# EXERCISE INSTRUCTIONS
Exactly the lines from the beginning of the material to the line with "const U_RATIO: f32 = 0.38;" are to be repeated, both ends included.

# RECORDS SHOWN
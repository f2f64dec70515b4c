use crate::VolumeFrame;
use serde::{Deserialize, Serialize};
use std::fmt;
use std::time::Duration;

const BASIC_SMOOTHING: f32 = 0.2;
const HQ_RATIO_SMOOTHING: f32 = 0.25;
const ATTACK: f32 = 0.35;
const RELEASE: f32 = 0.6;
const FLOOR_FALL: f32 = 0.25;
const FLOOR_RISE: f32 = 0.01;
const PEAK_DECAY: f32 = 0.985;
const MIN_RANGE: f32 = 0.006;
const INITIAL_FLOOR: f32 = 0.002;
const INITIAL_PEAK: f32 = 0.02;
const E_RATIO: f32 = 0.62;
const U_RATIO: f32 = 0.38;

#[derive(Debug, Clone, Copy, PartialEq, Eq, Hash, Default, Serialize, Deserialize)]
#[serde(rename_all = "lowercase")]
pub enum MouthState {
    #[default]
    Closed,
    Half,
    Open,
    E,
    U,
}

impl fmt::Display for MouthState {
    fn fmt(&self, f: &mut fmt::Formatter<'_>) -> fmt::Result {
        let s = match self {
            MouthState::Closed => "closed",
            MouthState::Half => "half",
            MouthState::Open => "open",
            MouthState::E => "e",
            MouthState::U => "u",
        };
        f.write_str(s)
    }
}

/// Optional mouth sprites present in the loaded avatar. `closed` and `open`
/// always exist.
#[derive(Debug, Clone, Copy, PartialEq, Eq, Default, Serialize, Deserialize)]
#[serde(default)]
pub struct MouthSprites {
    pub half: bool,
    pub e: bool,
    pub u: bool,
}

impl MouthSprites {
    pub fn all() -> Self {
        Self {
            half: true,
            e: true,
            u: true,
        }
    }
}

#[derive(Debug, Clone, PartialEq, Serialize, Deserialize)]
#[serde(default)]
pub struct MouthSyncSettings {
    /// 0..100
    pub sensitivity: f32,
    pub hq_audio: bool,
    pub min_change_ms: u64,
}

impl Default for MouthSyncSettings {
    fn default() -> Self {
        Self {
            sensitivity: 50.0,
            hq_audio: true,
            min_change_ms: 45,
        }
    }
}

#[derive(Debug, Clone, Copy)]
struct Thresholds {
    closed: f32,
    half: f32,
}

/// Maps analyzer frames to mouth shapes.
///
/// HQ mode follows the signal with an attack/release envelope, tracks an
/// adaptive noise floor and a decaying peak, gates anything near the floor,
/// and uses separate opening and closing thresholds to stop chatter.
#[derive(Debug, Clone)]
pub struct MouthAnimator {
    settings: MouthSyncSettings,
    sprites: MouthSprites,
    state: MouthState,
    last_change: Option<Duration>,
    volume: f32,
    ratio: f32,
    envelope: f32,
    floor: f32,
    peak: f32,
}

impl MouthAnimator {
    pub fn new(settings: MouthSyncSettings, sprites: MouthSprites) -> Self {
        let mut settings = settings;
        settings.sensitivity = settings.sensitivity.clamp(0.0, 100.0);
        Self {
            settings,
            sprites,
            state: MouthState::Closed,
            last_change: None,
            volume: 0.0,
            ratio: 0.0,
            envelope: 0.0,
            floor: INITIAL_FLOOR,
            peak: INITIAL_PEAK,
        }
    }

    pub fn state(&self) -> MouthState {
        self.state
    }

    /// Smoothed volume in basic mode, shaped level (0..1) in HQ mode.
    pub fn volume(&self) -> f32 {
        self.volume
    }

    pub fn set_sensitivity(&mut self, value: f32) {
        self.settings.sensitivity = value.clamp(0.0, 100.0);
    }

    pub fn set_hq_audio(&mut self, enabled: bool) {
        self.settings.hq_audio = enabled;
    }

    pub fn set_sprites(&mut self, sprites: MouthSprites) {
        self.sprites = sprites;
    }

    /// Close the mouth immediately and forget the signal statistics.
    pub fn reset(&mut self, now: Duration) {
        self.volume = 0.0;
        self.ratio = 0.0;
        self.envelope = 0.0;
        self.floor = INITIAL_FLOOR;
        self.peak = INITIAL_PEAK;
        self.set_state(MouthState::Closed, now, true);
    }

    /// Consume one frame observed at `now` and return the resulting shape.
    pub fn process(&mut self, frame: VolumeFrame, now: Duration) -> MouthState {
        if self.settings.hq_audio {
            self.process_hq(frame, now);
        } else {
            self.process_basic(frame, now);
        }
        self.state
    }

    fn sensitivity(&self) -> f32 {
        self.settings.sensitivity / 100.0
    }

    fn process_basic(&mut self, frame: VolumeFrame, now: Duration) {
        let s = BASIC_SMOOTHING;
        self.volume = self.volume * (1.0 - s) + frame.rms * s;
        self.ratio = self.ratio * (1.0 - s) + frame.high_ratio() * s;

        let sens = self.sensitivity();
        let th = Thresholds {
            closed: 0.008 + (1.0 - sens) * 0.018,
            half: 0.02 + (1.0 - sens) * 0.06,
        };
        let next = if self.volume < th.closed {
            MouthState::Closed
        } else if self.volume < th.half {
            if self.sprites.half {
                MouthState::Half
            } else {
                MouthState::Open
            }
        } else {
            self.vowel_or_open()
        };
        self.set_state(next, now, false);
    }

    fn process_hq(&mut self, frame: VolumeFrame, now: Duration) {
        let s = HQ_RATIO_SMOOTHING;
        self.ratio = self.ratio * (1.0 - s) + frame.high_ratio() * s;

        let k = if frame.rms > self.envelope { ATTACK } else { RELEASE };
        self.envelope = self.envelope * (1.0 - k) + frame.rms * k;

        let follow = if self.envelope < self.floor {
            FLOOR_FALL
        } else {
            FLOOR_RISE
        };
        self.floor = self.floor * (1.0 - follow) + self.envelope * follow;

        self.peak = self.envelope.max(self.peak * PEAK_DECAY);
        if self.peak < self.floor + MIN_RANGE {
            self.peak = self.floor + MIN_RANGE;
        }

        let sens = self.sensitivity();
        let gate = self.floor + 0.002 + (1.0 - sens) * 0.008;
        if self.envelope < gate {
            self.volume = 0.0;
            self.set_state(MouthState::Closed, now, false);
            return;
        }

        let level = ((self.envelope - self.floor) / (self.peak - self.floor)).clamp(0.0, 1.0);
        let gain = 0.6 + sens * 0.8;
        self.volume = (level.powf(0.75) * gain).min(1.0);

        let th = Thresholds {
            closed: 0.07 + (1.0 - sens) * 0.08,
            half: 0.22 + (1.0 - sens) * 0.12,
        };
        let next = self.select_with_hysteresis(self.volume, th);
        self.set_state(next, now, false);
    }

    fn select_with_hysteresis(&self, level: f32, th: Thresholds) -> MouthState {
        let close_th = (th.closed - 0.03).max(0.02);
        let half_down_th = (th.half - 0.02).max(close_th + 0.02);
        let has_half = self.sprites.half;

        let state = match self.state {
            MouthState::Closed => {
                if level >= th.half {
                    MouthState::Open
                } else if level >= th.closed {
                    if has_half {
                        MouthState::Half
                    } else {
                        MouthState::Open
                    }
                } else {
                    MouthState::Closed
                }
            }
            MouthState::Half => {
                if level < close_th {
                    MouthState::Closed
                } else if level >= th.half {
                    MouthState::Open
                } else {
                    MouthState::Half
                }
            }
            MouthState::Open | MouthState::E | MouthState::U => {
                if level < close_th {
                    MouthState::Closed
                } else if level < half_down_th && has_half {
                    MouthState::Half
                } else {
                    MouthState::Open
                }
            }
        };

        if state == MouthState::Open {
            self.vowel_or_open()
        } else {
            state
        }
    }

    fn vowel_or_open(&self) -> MouthState {
        if self.ratio > E_RATIO && self.sprites.e {
            MouthState::E
        } else if self.ratio < U_RATIO && self.sprites.u {
            MouthState::U
        } else {
            MouthState::Open
        }
    }

    fn set_state(&mut self, next: MouthState, now: Duration, force: bool) {
        if !force && next != self.state {
            let min = Duration::from_millis(self.settings.min_change_ms);
            if let Some(last) = self.last_change {
                if now.saturating_sub(last) < min {
                    return;
                }
            }
        }
        if force || next != self.state {
            tracing::trace!(from = %self.state, to = %next, "mouth");
            self.state = next;
            self.last_change = Some(now);
        }
    }
}

#[cfg(test)]
mod tests {
    use super::*;

    const FRAME: Duration = Duration::from_millis(16);

    fn loud(ratio_high: bool) -> VolumeFrame {
        if ratio_high {
            VolumeFrame {
                rms: 0.3,
                low: 0.01,
                high: 0.08,
            }
        } else {
            VolumeFrame {
                rms: 0.3,
                low: 0.05,
                high: 0.05,
            }
        }
    }

    fn run(anim: &mut MouthAnimator, frame: VolumeFrame, frames: u32, t: &mut Duration) {
        for _ in 0..frames {
            *t += FRAME;
            anim.process(frame, *t);
        }
    }

    #[test]
    fn test_silence_keeps_mouth_closed() {
        let mut anim = MouthAnimator::new(MouthSyncSettings::default(), MouthSprites::all());
        let mut t = Duration::ZERO;
        run(&mut anim, VolumeFrame::default(), 120, &mut t);
        assert_eq!(anim.state(), MouthState::Closed);
        assert_eq!(anim.volume(), 0.0);
    }

    #[test]
    fn test_loud_speech_opens_then_closes() {
        let mut anim = MouthAnimator::new(MouthSyncSettings::default(), MouthSprites::default());
        let mut t = Duration::ZERO;
        run(&mut anim, loud(false), 10, &mut t);
        assert_eq!(anim.state(), MouthState::Open);

        run(&mut anim, VolumeFrame::default(), 30, &mut t);
        assert_eq!(anim.state(), MouthState::Closed);
    }

    #[test]
    fn test_bright_sound_selects_e_when_sprite_exists() {
        let mut anim = MouthAnimator::new(MouthSyncSettings::default(), MouthSprites::all());
        let mut t = Duration::ZERO;
        run(&mut anim, loud(true), 20, &mut t);
        assert_eq!(anim.state(), MouthState::E);

        let mut plain = MouthAnimator::new(MouthSyncSettings::default(), MouthSprites::default());
        let mut t = Duration::ZERO;
        run(&mut plain, loud(true), 20, &mut t);
        assert_eq!(plain.state(), MouthState::Open);
    }

    #[test]
    fn test_changes_are_rate_limited() {
        let mut anim = MouthAnimator::new(MouthSyncSettings::default(), MouthSprites::default());
        anim.reset(Duration::from_millis(1_000));
        anim.process(loud(false), Duration::from_millis(1_010));
        assert_eq!(anim.state(), MouthState::Closed);
        anim.process(loud(false), Duration::from_millis(1_050));
        assert_eq!(anim.state(), MouthState::Open);
    }

    #[test]
    fn test_basic_mode_thresholds() {
        let settings = MouthSyncSettings {
            hq_audio: false,
            min_change_ms: 0,
            ..MouthSyncSettings::default()
        };
        let mut anim = MouthAnimator::new(settings, MouthSprites::all());
        let mut t = Duration::ZERO;
        // settles near 0.03: above closed (0.017), below half (0.05)
        run(
            &mut anim,
            VolumeFrame {
                rms: 0.03,
                low: 0.01,
                high: 0.01,
            },
            60,
            &mut t,
        );
        assert_eq!(anim.state(), MouthState::Half);
    }

    #[test]
    fn test_settings_deserialize_with_defaults() {
        let s: MouthSyncSettings = serde_json::from_str(r#"{"sensitivity": 80}"#).unwrap();
        assert_eq!(s.sensitivity, 80.0);
        assert!(s.hq_audio);
        assert_eq!(s.min_change_ms, 45);
    }
}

# EXERCISE OUTPUT
repository f2f64dec70515b4c
use crate::VolumeFrame;
use serde::{Deserialize, Serialize};
use std::fmt;
use std::time::Duration;

const BASIC_SMOOTHING: f32 = 0.2;
const HQ_RATIO_SMOOTHING: f32 = 0.25;
const ATTACK: f32 = 0.35;
const RELEASE: f32 = 0.6;
const FLOOR_FALL: f32 = 0.25;
const FLOOR_RISE: f32 = 0.01;
const PEAK_DECAY: f32 = 0.985;
const MIN_RANGE: f32 = 0.006;
const INITIAL_FLOOR: f32 = 0.002;
const INITIAL_PEAK: f32 = 0.02;
const E_RATIO: f32 = 0.62;
const U_RATIO: f32 = 0.38;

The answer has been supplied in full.